[Opening RECORDED DATA section]

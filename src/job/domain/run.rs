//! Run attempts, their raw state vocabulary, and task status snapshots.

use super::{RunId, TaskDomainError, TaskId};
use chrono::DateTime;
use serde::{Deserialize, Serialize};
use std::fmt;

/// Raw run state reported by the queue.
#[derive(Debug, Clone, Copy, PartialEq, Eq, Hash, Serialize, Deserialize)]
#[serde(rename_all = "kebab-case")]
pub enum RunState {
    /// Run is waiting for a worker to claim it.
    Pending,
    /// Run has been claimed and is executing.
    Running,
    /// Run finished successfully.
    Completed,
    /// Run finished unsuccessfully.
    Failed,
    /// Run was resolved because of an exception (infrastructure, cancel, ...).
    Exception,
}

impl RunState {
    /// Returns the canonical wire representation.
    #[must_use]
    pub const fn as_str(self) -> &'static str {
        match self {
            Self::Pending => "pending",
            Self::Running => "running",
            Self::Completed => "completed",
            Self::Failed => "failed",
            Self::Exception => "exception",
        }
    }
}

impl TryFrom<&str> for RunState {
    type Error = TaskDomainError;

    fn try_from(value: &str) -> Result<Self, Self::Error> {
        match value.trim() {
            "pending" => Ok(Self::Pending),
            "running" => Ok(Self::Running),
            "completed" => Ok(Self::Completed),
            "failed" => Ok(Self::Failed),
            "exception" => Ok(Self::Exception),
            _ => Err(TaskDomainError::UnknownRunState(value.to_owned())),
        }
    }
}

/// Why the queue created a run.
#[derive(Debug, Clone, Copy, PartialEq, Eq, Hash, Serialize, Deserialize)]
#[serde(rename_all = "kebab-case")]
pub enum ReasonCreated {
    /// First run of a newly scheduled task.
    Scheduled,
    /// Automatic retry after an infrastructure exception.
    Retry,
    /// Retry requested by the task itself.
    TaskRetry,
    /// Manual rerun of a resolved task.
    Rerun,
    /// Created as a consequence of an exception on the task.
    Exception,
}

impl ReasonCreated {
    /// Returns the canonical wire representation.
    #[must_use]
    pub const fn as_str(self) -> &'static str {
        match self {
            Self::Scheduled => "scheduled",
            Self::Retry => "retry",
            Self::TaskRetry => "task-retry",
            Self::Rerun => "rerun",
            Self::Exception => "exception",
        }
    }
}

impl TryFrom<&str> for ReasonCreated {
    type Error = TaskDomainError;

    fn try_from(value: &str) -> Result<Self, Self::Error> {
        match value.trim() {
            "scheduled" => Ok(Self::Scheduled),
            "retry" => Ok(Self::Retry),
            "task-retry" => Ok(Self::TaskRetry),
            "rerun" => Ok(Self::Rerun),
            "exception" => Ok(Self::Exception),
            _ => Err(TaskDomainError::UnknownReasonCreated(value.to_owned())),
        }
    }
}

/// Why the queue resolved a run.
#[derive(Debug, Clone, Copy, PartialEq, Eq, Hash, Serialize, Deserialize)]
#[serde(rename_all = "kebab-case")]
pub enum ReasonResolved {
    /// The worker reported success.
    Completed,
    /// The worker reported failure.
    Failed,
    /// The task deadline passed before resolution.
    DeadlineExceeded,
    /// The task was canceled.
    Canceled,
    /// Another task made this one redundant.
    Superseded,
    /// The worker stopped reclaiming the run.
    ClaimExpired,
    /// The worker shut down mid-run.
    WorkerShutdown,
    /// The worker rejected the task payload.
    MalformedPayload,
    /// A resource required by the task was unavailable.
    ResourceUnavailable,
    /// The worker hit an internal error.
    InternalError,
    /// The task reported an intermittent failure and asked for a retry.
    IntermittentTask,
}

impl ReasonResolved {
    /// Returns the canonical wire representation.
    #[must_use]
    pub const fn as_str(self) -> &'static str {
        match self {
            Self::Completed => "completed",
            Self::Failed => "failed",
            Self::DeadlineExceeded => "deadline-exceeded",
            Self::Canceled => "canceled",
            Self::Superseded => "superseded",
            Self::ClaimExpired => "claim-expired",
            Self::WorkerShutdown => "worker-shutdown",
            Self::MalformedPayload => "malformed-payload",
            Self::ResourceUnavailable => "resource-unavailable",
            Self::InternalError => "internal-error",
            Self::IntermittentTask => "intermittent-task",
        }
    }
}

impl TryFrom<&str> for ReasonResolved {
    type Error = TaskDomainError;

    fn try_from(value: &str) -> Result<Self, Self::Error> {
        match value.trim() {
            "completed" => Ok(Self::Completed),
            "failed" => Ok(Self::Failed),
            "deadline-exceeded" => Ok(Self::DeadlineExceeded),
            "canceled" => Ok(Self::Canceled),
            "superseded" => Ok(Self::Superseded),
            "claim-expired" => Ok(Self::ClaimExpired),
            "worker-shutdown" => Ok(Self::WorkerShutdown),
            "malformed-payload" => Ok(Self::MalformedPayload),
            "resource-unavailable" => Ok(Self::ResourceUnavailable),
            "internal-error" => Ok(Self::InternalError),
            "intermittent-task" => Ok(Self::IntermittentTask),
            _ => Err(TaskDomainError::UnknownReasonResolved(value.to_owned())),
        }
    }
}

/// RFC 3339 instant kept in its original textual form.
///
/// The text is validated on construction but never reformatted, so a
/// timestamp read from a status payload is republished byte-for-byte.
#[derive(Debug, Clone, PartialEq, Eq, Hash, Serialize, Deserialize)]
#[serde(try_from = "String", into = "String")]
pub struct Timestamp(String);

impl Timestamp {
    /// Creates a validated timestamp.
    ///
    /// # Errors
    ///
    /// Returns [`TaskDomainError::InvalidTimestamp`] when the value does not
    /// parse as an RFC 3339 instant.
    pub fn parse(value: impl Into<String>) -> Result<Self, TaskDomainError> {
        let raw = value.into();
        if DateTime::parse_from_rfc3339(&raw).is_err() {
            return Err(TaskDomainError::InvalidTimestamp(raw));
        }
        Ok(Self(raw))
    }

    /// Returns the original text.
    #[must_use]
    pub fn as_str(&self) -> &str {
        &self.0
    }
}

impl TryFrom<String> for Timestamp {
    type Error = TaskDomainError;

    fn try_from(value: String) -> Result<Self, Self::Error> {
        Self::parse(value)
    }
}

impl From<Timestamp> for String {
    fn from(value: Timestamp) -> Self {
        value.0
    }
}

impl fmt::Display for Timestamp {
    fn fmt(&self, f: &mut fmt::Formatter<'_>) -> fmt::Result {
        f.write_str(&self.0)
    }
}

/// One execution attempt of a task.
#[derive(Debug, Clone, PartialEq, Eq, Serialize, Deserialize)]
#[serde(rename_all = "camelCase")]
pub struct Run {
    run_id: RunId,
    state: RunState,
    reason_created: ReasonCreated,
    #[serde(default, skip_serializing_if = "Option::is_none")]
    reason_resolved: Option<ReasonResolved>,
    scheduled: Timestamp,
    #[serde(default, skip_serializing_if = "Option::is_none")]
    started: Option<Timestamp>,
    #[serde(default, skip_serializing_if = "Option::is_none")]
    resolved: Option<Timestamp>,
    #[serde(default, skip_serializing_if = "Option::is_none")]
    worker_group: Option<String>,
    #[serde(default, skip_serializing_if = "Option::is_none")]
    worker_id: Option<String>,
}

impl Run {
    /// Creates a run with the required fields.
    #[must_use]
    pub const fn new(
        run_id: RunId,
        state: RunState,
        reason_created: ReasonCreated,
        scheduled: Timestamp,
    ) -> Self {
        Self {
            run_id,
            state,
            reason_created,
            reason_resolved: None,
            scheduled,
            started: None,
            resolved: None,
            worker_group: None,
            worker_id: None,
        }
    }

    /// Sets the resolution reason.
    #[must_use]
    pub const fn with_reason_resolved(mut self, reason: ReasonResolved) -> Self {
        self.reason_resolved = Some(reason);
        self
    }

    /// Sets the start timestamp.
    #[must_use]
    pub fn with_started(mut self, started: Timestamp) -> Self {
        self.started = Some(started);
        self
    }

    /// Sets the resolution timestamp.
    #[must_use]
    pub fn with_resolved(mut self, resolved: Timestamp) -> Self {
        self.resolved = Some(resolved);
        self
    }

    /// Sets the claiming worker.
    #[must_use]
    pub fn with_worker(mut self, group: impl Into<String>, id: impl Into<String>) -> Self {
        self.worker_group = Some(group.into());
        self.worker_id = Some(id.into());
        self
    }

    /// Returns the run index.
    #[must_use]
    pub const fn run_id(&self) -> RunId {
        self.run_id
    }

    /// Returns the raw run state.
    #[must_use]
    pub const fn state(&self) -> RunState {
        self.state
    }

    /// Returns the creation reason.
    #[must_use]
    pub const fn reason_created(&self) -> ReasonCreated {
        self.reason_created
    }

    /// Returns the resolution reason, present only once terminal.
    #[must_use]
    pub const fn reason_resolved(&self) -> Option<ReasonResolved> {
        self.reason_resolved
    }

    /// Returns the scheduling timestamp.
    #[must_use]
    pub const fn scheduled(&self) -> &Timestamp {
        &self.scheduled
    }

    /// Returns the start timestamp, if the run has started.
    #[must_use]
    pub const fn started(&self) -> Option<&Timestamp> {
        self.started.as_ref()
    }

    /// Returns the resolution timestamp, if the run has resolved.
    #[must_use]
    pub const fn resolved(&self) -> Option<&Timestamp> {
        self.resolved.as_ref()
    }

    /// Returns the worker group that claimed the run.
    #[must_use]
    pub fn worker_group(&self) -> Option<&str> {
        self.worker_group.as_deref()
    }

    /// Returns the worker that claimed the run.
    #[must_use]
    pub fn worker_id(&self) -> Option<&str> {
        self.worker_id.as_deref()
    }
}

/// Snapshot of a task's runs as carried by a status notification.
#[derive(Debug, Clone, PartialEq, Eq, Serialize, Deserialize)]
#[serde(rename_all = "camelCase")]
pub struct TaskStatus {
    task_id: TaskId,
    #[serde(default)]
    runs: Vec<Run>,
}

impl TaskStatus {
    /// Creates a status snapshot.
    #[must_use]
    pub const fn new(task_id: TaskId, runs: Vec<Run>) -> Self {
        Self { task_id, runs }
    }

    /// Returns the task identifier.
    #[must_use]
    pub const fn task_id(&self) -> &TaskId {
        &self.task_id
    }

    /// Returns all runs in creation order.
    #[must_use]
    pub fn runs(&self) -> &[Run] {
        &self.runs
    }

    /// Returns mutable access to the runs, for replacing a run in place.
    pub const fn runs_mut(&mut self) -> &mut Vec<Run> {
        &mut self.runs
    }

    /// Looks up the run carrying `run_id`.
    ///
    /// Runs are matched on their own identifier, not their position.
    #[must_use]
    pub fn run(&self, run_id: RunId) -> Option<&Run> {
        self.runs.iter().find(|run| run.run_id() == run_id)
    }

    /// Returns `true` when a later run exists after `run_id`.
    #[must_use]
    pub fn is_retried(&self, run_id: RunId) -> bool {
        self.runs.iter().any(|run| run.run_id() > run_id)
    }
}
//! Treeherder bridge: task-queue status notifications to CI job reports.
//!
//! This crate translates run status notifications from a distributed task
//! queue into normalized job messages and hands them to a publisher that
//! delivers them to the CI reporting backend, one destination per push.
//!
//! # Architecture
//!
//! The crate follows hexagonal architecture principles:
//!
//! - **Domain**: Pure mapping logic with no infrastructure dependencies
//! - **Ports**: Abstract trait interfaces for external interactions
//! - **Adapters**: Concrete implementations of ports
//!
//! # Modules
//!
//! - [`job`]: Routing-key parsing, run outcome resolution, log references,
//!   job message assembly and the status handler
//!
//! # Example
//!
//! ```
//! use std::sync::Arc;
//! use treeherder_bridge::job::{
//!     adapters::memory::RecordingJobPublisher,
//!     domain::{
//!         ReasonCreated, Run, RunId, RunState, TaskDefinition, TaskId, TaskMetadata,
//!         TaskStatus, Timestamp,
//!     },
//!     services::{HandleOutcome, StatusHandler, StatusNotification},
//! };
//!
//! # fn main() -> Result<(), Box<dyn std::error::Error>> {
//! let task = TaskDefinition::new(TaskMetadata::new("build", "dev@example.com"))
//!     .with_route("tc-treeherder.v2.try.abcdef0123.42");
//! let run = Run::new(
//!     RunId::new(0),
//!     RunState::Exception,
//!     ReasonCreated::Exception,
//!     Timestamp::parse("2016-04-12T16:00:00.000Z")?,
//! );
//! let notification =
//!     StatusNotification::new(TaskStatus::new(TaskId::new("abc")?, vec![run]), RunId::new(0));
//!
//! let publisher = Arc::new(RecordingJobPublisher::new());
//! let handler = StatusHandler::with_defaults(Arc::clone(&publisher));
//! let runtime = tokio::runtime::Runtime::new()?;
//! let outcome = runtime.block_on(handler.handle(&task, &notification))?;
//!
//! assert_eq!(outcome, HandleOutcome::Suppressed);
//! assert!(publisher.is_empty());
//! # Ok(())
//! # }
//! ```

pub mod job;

[Closing RECORDED DATA section]
[Opening RECORDED DATA section]

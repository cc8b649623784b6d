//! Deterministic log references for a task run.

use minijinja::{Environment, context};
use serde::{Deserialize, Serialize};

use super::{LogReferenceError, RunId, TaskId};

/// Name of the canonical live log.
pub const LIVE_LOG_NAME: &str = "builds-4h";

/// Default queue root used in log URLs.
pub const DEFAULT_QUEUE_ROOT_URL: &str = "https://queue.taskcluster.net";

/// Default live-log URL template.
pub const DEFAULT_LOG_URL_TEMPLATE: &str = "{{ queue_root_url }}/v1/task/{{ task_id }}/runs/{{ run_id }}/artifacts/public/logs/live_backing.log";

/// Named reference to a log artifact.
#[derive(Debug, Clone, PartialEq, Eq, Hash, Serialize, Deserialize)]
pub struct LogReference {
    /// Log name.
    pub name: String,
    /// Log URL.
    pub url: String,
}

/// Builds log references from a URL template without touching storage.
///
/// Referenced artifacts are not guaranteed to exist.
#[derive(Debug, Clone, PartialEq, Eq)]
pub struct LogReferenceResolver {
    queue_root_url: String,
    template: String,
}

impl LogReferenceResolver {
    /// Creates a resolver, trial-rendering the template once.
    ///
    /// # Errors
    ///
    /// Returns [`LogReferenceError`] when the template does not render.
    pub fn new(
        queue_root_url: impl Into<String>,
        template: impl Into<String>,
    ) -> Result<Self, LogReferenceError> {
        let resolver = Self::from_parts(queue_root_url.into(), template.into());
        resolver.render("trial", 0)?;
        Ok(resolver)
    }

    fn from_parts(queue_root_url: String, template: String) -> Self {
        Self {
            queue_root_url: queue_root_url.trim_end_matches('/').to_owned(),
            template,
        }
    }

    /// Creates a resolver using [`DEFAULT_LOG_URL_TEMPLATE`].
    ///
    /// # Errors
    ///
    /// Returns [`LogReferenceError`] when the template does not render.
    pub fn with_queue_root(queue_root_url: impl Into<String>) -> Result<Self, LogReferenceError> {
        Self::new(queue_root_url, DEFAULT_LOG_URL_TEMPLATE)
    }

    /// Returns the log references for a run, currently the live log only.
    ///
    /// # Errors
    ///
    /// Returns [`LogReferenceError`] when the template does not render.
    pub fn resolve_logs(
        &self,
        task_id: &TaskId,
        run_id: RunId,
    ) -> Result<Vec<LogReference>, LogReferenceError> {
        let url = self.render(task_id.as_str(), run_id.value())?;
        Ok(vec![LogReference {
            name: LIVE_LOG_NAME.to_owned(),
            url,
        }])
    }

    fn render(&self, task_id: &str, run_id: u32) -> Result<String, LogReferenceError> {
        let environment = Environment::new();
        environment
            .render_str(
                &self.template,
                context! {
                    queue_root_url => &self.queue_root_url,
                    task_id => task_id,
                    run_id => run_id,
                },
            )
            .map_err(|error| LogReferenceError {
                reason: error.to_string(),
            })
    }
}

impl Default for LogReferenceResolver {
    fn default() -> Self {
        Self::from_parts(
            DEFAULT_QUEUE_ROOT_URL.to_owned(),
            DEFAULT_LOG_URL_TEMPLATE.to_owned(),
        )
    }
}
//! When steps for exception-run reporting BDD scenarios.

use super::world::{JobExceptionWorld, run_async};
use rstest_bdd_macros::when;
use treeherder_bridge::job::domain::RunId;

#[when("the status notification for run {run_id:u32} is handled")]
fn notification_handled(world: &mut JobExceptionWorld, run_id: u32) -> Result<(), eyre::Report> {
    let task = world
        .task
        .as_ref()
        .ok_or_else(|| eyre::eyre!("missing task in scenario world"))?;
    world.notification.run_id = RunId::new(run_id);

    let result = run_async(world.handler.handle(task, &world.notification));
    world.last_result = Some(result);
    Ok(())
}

[Closing RECORDED DATA section]

In the entries above, the lines from the one bearing "filename src/job/domain/run.rs" up to and including the one bearing "pub enum RunState" should be transcribed exactly; no other line is wanted.

» **EXPECTED OUTPUT**:
filename src/job/domain/run.rs
//! Run attempts, their raw state vocabulary, and task status snapshots.

use super::{RunId, TaskDomainError, TaskId};
use chrono::DateTime;
use serde::{Deserialize, Serialize};
use std::fmt;

/// Raw run state reported by the queue.
#[derive(Debug, Clone, Copy, PartialEq, Eq, Hash, Serialize, Deserialize)]
#[serde(rename_all = "kebab-case")]
pub enum RunState {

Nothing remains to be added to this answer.